» EXERCISE
Start the output with the opening line of the listing below and continue, reproducing each line exactly, up to and including the line that contains "direction is applied".

» PROVIDED ENTRIES

------------

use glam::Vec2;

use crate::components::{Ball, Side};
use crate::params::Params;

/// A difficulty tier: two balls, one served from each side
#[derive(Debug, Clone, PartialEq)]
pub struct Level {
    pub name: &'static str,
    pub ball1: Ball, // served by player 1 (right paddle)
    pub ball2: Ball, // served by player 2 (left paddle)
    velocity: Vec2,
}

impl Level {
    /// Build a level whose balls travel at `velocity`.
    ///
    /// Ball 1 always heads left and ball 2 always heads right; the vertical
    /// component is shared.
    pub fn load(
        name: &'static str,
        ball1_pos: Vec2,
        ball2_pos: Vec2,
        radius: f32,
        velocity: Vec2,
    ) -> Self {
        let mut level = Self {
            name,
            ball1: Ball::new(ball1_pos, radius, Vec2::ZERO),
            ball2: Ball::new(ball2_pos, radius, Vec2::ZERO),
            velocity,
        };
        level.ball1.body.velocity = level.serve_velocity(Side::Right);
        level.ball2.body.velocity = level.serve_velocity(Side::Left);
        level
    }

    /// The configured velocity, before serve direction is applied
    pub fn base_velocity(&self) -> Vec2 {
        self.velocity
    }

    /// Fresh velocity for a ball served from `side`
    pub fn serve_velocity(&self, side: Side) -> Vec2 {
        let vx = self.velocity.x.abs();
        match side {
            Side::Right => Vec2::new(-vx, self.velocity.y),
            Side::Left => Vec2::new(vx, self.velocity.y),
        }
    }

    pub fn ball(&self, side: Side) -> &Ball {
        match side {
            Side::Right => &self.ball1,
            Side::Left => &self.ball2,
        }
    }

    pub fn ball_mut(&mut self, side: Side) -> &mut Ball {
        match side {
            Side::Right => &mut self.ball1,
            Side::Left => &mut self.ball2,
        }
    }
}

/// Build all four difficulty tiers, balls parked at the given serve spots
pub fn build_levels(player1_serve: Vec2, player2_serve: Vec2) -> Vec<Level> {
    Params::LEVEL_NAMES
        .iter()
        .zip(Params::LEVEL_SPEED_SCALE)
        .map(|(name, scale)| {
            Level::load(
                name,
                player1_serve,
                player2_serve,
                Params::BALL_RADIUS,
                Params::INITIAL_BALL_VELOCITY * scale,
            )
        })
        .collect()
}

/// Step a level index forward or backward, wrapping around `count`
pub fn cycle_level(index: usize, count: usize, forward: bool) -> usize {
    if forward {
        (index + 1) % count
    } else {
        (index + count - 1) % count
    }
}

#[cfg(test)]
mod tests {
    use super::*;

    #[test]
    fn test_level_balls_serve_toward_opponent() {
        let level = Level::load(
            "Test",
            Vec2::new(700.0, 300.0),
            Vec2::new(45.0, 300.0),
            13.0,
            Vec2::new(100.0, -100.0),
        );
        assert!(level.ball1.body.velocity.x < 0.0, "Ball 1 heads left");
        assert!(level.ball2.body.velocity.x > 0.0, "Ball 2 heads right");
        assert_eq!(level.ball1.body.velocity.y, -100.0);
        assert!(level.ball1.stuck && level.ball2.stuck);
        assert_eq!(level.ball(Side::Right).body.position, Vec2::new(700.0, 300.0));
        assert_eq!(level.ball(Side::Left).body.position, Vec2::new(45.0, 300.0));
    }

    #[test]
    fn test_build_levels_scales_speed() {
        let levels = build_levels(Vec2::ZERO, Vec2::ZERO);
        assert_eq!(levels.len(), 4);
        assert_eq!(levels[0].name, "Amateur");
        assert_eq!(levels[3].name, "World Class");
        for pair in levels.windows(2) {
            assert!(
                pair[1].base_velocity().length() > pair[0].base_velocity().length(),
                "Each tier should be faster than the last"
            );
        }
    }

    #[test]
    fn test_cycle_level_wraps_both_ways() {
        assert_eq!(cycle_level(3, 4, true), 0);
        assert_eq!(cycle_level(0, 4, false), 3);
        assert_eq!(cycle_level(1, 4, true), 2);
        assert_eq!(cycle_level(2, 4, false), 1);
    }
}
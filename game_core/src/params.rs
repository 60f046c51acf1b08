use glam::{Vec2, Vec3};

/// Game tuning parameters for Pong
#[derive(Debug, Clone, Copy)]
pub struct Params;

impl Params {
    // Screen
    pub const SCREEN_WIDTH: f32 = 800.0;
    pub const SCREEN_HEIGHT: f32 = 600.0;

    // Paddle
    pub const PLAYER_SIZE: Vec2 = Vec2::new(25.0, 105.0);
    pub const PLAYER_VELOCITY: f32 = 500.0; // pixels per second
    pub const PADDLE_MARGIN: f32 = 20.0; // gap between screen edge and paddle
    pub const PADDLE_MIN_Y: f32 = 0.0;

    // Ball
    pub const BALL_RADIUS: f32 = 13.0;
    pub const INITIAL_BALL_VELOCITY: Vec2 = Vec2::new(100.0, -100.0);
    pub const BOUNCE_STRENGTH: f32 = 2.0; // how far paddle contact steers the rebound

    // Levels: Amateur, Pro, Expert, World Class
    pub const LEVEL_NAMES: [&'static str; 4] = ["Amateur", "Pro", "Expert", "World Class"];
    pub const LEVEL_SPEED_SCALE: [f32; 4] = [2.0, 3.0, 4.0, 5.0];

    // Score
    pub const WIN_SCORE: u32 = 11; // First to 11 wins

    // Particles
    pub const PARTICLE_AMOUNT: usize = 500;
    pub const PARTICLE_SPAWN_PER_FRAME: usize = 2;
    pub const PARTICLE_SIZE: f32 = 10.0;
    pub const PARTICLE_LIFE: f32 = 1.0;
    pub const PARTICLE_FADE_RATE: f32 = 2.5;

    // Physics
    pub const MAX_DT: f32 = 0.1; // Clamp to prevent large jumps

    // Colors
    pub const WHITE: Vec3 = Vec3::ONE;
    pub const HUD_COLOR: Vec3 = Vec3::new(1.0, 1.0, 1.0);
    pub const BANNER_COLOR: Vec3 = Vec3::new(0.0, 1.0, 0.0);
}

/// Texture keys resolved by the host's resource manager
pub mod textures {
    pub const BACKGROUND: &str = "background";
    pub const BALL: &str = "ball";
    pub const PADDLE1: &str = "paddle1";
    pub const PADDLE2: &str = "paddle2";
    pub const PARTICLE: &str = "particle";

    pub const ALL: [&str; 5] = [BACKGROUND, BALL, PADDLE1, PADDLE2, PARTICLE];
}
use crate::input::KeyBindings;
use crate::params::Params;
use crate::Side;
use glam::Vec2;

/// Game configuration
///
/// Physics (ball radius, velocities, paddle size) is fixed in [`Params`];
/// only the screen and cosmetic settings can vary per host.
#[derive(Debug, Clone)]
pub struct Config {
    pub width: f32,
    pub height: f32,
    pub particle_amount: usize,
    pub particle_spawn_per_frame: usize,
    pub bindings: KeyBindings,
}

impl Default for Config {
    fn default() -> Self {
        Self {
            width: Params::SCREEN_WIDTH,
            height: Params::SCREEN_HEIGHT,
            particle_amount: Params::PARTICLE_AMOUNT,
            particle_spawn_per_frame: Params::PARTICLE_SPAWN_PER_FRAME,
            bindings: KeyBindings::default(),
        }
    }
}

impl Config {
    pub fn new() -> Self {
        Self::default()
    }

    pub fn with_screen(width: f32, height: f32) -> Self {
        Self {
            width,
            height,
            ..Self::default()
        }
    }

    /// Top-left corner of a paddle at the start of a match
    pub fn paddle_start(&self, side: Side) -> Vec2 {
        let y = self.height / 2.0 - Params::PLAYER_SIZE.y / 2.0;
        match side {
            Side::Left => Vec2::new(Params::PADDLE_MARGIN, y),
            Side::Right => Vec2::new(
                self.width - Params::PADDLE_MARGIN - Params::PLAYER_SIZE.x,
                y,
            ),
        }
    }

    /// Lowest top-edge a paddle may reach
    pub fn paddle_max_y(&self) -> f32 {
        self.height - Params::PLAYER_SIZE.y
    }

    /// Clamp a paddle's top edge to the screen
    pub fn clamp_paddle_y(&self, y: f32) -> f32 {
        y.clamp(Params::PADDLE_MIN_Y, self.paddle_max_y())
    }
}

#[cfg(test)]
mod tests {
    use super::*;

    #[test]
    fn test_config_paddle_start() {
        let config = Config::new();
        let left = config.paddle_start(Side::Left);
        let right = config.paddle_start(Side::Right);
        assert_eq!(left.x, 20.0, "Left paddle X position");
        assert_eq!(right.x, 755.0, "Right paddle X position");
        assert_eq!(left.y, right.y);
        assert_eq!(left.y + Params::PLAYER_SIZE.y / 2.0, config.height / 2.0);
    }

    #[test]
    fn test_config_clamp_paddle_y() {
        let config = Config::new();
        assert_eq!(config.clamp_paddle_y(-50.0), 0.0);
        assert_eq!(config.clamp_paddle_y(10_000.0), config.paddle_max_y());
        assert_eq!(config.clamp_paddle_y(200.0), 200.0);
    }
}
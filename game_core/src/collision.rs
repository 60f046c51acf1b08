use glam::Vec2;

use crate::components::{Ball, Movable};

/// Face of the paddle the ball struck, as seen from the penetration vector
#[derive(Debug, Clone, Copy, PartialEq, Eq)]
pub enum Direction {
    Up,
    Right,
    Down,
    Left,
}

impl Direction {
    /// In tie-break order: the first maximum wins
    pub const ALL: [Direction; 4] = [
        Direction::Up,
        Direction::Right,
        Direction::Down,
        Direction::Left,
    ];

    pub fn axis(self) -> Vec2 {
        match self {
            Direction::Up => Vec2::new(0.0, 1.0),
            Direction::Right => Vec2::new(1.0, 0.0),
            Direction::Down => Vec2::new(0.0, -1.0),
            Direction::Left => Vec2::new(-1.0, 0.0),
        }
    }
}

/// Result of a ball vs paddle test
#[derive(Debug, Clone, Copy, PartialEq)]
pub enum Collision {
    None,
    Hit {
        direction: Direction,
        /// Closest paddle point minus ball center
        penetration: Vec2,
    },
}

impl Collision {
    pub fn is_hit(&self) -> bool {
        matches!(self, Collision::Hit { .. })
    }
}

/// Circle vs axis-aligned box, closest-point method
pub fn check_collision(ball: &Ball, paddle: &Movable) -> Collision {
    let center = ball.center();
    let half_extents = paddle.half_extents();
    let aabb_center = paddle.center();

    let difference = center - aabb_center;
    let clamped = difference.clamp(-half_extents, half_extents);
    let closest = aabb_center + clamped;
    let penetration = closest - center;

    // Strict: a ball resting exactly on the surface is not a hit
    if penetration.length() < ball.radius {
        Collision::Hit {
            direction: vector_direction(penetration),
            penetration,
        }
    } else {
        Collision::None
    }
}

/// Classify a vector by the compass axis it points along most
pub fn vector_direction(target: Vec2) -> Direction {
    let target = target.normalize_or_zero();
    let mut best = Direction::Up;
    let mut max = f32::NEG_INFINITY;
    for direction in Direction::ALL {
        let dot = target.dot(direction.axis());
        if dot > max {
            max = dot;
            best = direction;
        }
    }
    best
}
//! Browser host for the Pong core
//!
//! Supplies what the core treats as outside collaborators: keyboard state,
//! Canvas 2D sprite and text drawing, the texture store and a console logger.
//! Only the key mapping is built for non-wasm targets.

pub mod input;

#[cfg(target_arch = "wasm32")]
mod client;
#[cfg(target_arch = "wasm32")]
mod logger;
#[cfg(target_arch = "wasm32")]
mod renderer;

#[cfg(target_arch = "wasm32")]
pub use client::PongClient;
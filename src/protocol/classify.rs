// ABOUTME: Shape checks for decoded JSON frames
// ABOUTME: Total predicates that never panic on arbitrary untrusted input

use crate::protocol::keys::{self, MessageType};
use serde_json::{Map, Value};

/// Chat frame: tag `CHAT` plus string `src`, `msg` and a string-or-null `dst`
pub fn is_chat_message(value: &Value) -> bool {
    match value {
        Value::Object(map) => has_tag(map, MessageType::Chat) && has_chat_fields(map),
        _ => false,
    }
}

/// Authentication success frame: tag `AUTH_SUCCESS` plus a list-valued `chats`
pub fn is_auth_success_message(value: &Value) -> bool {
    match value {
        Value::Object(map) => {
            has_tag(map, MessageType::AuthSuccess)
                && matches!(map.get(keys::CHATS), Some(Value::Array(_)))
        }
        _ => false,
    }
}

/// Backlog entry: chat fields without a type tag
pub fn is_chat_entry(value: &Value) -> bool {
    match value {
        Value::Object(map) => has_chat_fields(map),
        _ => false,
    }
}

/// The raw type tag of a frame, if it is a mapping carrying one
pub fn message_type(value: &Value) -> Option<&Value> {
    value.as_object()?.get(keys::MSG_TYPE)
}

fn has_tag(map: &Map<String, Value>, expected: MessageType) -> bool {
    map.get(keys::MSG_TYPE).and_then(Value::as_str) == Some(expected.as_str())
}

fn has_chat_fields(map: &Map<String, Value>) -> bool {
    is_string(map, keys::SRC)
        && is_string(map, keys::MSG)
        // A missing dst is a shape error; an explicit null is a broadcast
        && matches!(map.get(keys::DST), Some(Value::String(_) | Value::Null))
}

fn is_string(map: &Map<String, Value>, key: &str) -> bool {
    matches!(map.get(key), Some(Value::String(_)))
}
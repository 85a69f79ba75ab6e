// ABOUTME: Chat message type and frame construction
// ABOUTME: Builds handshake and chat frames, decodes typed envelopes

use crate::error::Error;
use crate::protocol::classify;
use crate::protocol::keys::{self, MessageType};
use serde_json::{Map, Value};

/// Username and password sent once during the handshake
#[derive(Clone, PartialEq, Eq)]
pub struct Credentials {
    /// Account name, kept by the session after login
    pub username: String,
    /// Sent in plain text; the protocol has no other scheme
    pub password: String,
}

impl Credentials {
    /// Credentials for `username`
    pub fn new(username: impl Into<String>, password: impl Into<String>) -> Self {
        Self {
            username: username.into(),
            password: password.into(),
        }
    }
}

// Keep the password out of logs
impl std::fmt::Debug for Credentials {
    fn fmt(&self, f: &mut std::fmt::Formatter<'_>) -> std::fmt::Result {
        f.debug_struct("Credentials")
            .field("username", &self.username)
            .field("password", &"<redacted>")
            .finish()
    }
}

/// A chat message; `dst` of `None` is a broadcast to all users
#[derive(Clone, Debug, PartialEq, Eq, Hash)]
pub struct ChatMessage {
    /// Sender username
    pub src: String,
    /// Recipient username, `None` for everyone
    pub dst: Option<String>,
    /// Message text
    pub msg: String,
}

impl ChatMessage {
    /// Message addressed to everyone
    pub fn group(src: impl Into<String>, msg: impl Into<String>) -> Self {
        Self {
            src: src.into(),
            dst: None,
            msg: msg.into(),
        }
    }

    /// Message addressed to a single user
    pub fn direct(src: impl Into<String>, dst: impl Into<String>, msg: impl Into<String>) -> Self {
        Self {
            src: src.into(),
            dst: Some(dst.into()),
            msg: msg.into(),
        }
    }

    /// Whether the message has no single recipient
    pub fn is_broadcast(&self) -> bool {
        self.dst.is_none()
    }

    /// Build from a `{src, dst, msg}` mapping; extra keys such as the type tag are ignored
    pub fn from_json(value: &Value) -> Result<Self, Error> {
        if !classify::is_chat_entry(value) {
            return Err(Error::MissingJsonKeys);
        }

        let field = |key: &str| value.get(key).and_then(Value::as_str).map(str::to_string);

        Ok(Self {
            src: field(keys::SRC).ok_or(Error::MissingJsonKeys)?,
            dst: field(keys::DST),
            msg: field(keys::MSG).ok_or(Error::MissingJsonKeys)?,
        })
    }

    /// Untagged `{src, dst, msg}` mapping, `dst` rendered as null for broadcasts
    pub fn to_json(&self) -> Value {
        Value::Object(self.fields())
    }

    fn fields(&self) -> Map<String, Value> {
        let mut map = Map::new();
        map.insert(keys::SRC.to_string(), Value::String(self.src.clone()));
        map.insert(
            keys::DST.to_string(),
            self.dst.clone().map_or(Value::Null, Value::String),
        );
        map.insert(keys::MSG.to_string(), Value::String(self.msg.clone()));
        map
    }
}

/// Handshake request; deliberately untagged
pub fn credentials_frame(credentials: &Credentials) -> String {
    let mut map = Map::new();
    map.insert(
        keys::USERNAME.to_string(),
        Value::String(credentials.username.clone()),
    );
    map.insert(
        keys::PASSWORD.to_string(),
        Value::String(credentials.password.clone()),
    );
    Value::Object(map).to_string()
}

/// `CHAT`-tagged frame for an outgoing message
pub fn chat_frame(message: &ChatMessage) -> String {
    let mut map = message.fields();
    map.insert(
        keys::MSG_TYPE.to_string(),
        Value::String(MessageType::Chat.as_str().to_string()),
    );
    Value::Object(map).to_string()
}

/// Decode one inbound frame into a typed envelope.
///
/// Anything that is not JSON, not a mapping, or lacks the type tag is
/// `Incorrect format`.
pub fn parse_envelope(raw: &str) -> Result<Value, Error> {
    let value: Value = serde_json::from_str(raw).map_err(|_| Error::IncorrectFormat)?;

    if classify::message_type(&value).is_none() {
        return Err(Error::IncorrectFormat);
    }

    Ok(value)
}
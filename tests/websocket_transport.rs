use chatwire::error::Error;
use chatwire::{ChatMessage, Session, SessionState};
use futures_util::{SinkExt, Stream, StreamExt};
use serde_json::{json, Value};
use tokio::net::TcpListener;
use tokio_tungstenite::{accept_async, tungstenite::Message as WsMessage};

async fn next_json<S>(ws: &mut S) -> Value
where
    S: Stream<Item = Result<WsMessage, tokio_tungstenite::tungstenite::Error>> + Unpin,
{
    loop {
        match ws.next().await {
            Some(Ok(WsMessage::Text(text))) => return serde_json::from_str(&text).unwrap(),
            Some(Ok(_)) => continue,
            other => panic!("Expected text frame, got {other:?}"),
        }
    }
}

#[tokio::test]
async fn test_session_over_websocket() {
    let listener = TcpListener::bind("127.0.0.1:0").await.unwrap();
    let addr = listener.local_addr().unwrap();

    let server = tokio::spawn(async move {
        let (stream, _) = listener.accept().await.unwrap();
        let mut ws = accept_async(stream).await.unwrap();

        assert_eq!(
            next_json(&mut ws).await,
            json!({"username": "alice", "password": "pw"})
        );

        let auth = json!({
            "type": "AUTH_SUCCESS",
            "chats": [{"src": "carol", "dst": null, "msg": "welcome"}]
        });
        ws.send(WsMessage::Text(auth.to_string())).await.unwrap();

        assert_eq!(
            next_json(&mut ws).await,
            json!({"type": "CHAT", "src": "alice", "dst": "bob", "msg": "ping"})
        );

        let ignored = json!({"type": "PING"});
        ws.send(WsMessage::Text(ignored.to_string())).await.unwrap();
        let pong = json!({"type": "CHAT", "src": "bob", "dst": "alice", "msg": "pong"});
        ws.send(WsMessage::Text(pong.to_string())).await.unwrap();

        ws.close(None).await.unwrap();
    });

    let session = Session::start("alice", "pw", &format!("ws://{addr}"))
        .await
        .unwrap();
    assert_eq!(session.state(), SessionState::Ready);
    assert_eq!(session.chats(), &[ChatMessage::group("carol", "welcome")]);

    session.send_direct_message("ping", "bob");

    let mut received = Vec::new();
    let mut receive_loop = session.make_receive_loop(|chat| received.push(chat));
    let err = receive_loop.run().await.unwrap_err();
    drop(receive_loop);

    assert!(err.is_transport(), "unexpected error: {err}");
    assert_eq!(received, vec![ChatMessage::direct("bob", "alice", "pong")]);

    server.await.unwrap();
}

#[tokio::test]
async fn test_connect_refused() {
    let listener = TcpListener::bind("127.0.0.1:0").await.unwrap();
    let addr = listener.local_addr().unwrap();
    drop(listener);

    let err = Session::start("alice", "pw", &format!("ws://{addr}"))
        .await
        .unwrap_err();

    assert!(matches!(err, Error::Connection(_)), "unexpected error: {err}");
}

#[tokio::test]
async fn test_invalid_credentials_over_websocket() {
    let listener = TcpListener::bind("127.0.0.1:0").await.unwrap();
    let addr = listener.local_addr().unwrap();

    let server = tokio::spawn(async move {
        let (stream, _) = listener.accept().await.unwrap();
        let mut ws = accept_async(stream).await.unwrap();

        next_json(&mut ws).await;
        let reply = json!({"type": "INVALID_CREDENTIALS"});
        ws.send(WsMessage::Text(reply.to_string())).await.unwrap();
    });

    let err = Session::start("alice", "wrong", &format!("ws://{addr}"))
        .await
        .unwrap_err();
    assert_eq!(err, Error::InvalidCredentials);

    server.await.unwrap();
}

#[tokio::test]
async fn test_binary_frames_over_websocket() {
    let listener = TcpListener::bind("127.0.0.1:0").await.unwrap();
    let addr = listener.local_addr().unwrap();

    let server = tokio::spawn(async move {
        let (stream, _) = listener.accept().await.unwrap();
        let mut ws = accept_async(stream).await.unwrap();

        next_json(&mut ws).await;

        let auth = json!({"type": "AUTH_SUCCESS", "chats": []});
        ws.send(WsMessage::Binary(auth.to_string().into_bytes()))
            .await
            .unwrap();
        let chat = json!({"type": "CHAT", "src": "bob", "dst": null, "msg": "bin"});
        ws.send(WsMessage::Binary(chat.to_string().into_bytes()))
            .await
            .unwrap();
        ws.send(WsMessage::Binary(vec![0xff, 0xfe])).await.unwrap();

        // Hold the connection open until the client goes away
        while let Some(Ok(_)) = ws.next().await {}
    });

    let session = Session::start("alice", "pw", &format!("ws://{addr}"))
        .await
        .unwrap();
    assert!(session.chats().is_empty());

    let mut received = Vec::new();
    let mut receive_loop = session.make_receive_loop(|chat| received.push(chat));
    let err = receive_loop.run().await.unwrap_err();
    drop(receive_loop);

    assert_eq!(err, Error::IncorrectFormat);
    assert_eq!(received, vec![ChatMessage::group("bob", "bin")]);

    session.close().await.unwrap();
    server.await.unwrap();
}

------------

» FINISHED EXERCISE
use glam::Vec2;

use crate::components::{Ball, Side};
use crate::params::Params;

/// A difficulty tier: two balls, one served from each side
#[derive(Debug, Clone, PartialEq)]
pub struct Level {
    pub name: &'static str,
    pub ball1: Ball, // served by player 1 (right paddle)
    pub ball2: Ball, // served by player 2 (left paddle)
    velocity: Vec2,
}

impl Level {
    /// Build a level whose balls travel at `velocity`.
    ///
    /// Ball 1 always heads left and ball 2 always heads right; the vertical
    /// component is shared.
    pub fn load(
        name: &'static str,
        ball1_pos: Vec2,
        ball2_pos: Vec2,
        radius: f32,
        velocity: Vec2,
    ) -> Self {
        let mut level = Self {
            name,
            ball1: Ball::new(ball1_pos, radius, Vec2::ZERO),
            ball2: Ball::new(ball2_pos, radius, Vec2::ZERO),
            velocity,
        };
        level.ball1.body.velocity = level.serve_velocity(Side::Right);
        level.ball2.body.velocity = level.serve_velocity(Side::Left);
        level
    }

    /// The configured velocity, before serve direction is applied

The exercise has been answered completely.